August Roundup: Leapfrogging Technology, ICT4E in Conflict, and Facebook in Myanmar
Aug 29, 2018
Ah, the dog days of summer. Usually a slow time for work, that means there’s extra time to sit at your computer looking for good stuff to read, struggling with either being uncomfortably warm from the summer heat or excruciatingly cold from over-aggressive office air-conditioning. We get it. We got you. Fresh ICT4D reads from our August Roundup below!
African Economy: The Limit of Leapfrogging: This is a really excellent piece that digs into the realities of the leapfrog phenomenon in Africa, taking examples from ICT4Ag and mHealth to reality check the technology “solutionism.” Super engaging, definitely worth your read—though please note that a Financial Times subscription is required.
Check out the Checklist for Information and Communications Technologies (ICT) Interventions to Support Education in Crisis and Conflict Settings, created by the U.S. Agency for International Development, Education in Crisis and Conflict Network, and the International Network for Education in Emergencies: I’m always a big fan of usable, pragmatic tools that make implementing digital services easier and better. This is one of them.

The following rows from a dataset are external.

//! Calibration states, transitions, and the brightness hint.

use crate::config::AcceptanceConfig;

/// State of the board calibrator.
#[derive(Debug, Clone, Copy, PartialEq, Eq)]
pub enum CalibrationState {
    /// No calibration requested yet.
    Uncalibrated,
    /// Collecting stable recognitions.
    Calibrating,
    /// Transform published. Stays here until the next `start_find_bounds`.
    Calibrated,
}

impl CalibrationState {
    pub fn is_calibrated(&self) -> bool {
        matches!(self, CalibrationState::Calibrated)
    }

    pub fn is_calibrating(&self) -> bool {
        matches!(self, CalibrationState::Calibrating)
    }
}

impl std::fmt::Display for CalibrationState {
    fn fmt(&self, f: &mut std::fmt::Formatter<'_>) -> std::fmt::Result {
        match self {
            CalibrationState::Uncalibrated => write!(f, "Uncalibrated"),
            CalibrationState::Calibrating => write!(f, "Calibrating"),
            CalibrationState::Calibrated => write!(f, "Calibrated"),
        }
    }
}

/// A state change, as reported to subscribers.
#[derive(Debug, Clone, Copy, PartialEq, Eq)]
pub struct StateTransition {
    pub from: CalibrationState,
    pub to: CalibrationState,
}

/// Direction the brightness hint moves on the next failure.
#[derive(Debug, Clone, Copy, PartialEq, Eq)]
pub enum BrightnessDirection {
    Darker,
    Brighter,
}

/// Adaptive brightness for the on-screen border, nudged on every failed frame.
///
/// Sweeps between the dark and bright limits, reversing at each end, so a
/// board that is only visible at some exposure is eventually hit.
#[derive(Debug, Clone, Copy, PartialEq)]
pub struct BrightnessHint {
    value: f32,
    direction: BrightnessDirection,
    step: f32,
    dark: f32,
    bright: f32,
}

impl BrightnessHint {
    /// Full brightness, moving darker.
    pub fn neutral(config: &AcceptanceConfig) -> Self {
        Self {
            value: config.brightness_bright,
            direction: BrightnessDirection::Darker,
            step: config.brightness_step,
            dark: config.brightness_dark,
            bright: config.brightness_bright,
        }
    }

    pub fn value(&self) -> f32 {
        self.value
    }

    pub fn direction(&self) -> BrightnessDirection {
        self.direction
    }

    pub fn limits(&self) -> (f32, f32) {
        (self.dark, self.bright)
    }

    /// Move one step; clamp at a limit and reverse.
    pub fn step(&mut self) {
        match self.direction {
            BrightnessDirection::Brighter => {
                self.value += self.step;
                if self.value >= self.bright {
                    self.value = self.bright;
                    self.direction = BrightnessDirection::Darker;
                }
            }
            BrightnessDirection::Darker => {
                self.value -= self.step;
                if self.value <= self.dark {
                    self.value = self.dark;
                    self.direction = BrightnessDirection::Brighter;
                }
            }
        }
    }
}
//! Board Calibrator
//!
//! Finds a physical game board in a camera feed and computes the
//! camera-to-screen transform once the board has been held still long enough:
//! - Throttled frame delivery from a camera (nokhwa) or a simulated source
//! - Two-stage recognition: corner markers, then the board pattern
//! - Stability acceptance with brightness feedback
//! - nalgebra homography from camera quad to screen quad

pub mod board;
pub mod calibration;
pub mod camera;
pub mod config;
pub mod geometry;
pub mod recognition;
pub mod simulation;
//! Physical camera capture through nokhwa.

use image::RgbaImage;
use nokhwa::pixel_format::RgbAFormat;
use nokhwa::utils::{CameraIndex, RequestedFormat, RequestedFormatType, Resolution};
use nokhwa::Camera;

use super::device::{CaptureDevice, CaptureError, CaptureSource};

/// Information about an available camera
#[derive(Clone, Debug)]
pub struct CameraInfo {
    pub index: u32,
    pub name: String,
}

/// List available cameras
pub fn list_cameras() -> Vec<CameraInfo> {
    match nokhwa::query(nokhwa::utils::ApiBackend::Auto) {
        Ok(camera_list) => camera_list
            .iter()
            .enumerate()
            .map(|(idx, info)| CameraInfo {
                index: idx as u32,
                name: info.human_name().to_string(),
            })
            .collect(),
        Err(e) => {
            log::warn!("Failed to enumerate cameras: {:?}", e);
            Vec::new()
        }
    }
}

/// Opens camera `index` with the best format it accepts.
pub struct NokhwaSource {
    index: u32,
}

impl NokhwaSource {
    pub fn new(index: u32) -> Self {
        Self { index }
    }
}

impl CaptureSource for NokhwaSource {
    fn open(&self) -> Result<Box<dyn CaptureDevice>, CaptureError> {
        let index = CameraIndex::Index(self.index);

        // Highest resolution first, then a VGA request, then whatever the
        // driver offers.
        let attempts = [
            RequestedFormatType::AbsoluteHighestResolution,
            RequestedFormatType::HighestResolution(Resolution::new(640, 480)),
            RequestedFormatType::None,
        ];

        let mut last_error = String::new();
        for format in attempts {
            let requested = RequestedFormat::new::<RgbAFormat>(format.clone());
            match Camera::new(index.clone(), requested) {
                Ok(mut camera) => {
                    camera
                        .open_stream()
                        .map_err(|e| CaptureError::Open(format!("{:?}", e)))?;
                    log::info!(
                        "Camera opened: {} ({}x{})",
                        camera.info().human_name(),
                        camera.resolution().width(),
                        camera.resolution().height()
                    );
                    return Ok(Box::new(NokhwaDevice { camera }));
                }
                Err(e) => {
                    log::warn!("Camera {} rejected format {:?}: {:?}", self.index, format, e);
                    last_error = format!("{:?}", e);
                }
            }
        }

        Err(CaptureError::Open(last_error))
    }
}

struct NokhwaDevice {
    camera: Camera,
}

impl CaptureDevice for NokhwaDevice {
    fn capture(&mut self) -> Result<RgbaImage, CaptureError> {
        let buffer = self
            .camera
            .frame()
            .map_err(|e| CaptureError::Capture(format!("{:?}", e)))?;
        buffer
            .decode_image::<RgbAFormat>()
            .map_err(|e| CaptureError::Capture(format!("{:?}", e)))
    }

    fn name(&self) -> String {
        self.camera.info().human_name().to_string()
    }
}

impl Drop for NokhwaDevice {
    fn drop(&mut self) {
        if let Err(e) = self.camera.stop_stream() {
            log::warn!("Failed to stop camera stream: {:?}", e);
        }
    }
}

The UN Report of Independent International Fact-Finding Mission on Myanmaris a devastating analysis of the Rohingya genocide that specifically and repeatedly calls out Facebook for its role in propagating hate speech. The day after the report was released, Facebook finally did something about it and banned key instigators from its platform. Too little, too late? The UN report thinks so:
The role of social media is significant. Facebook has been a useful instrument for those seeking to spread hate, in a context where for most users Facebook is the Internet. Although improved in recent months, Facebook’s response has been slow and ineffective. The extent to which Facebook posts and messages have led to real-world discrimination and violence must be independently and thoroughly examined.
Did I think five years ago I’d ever see a UN report cite Facebook as a key actor in genocide? Nope. Where do we go from here, and how do we do more to push for protection? The stakes are so high. These are questions I will continue to look for answers for as the consequences of the report unfold.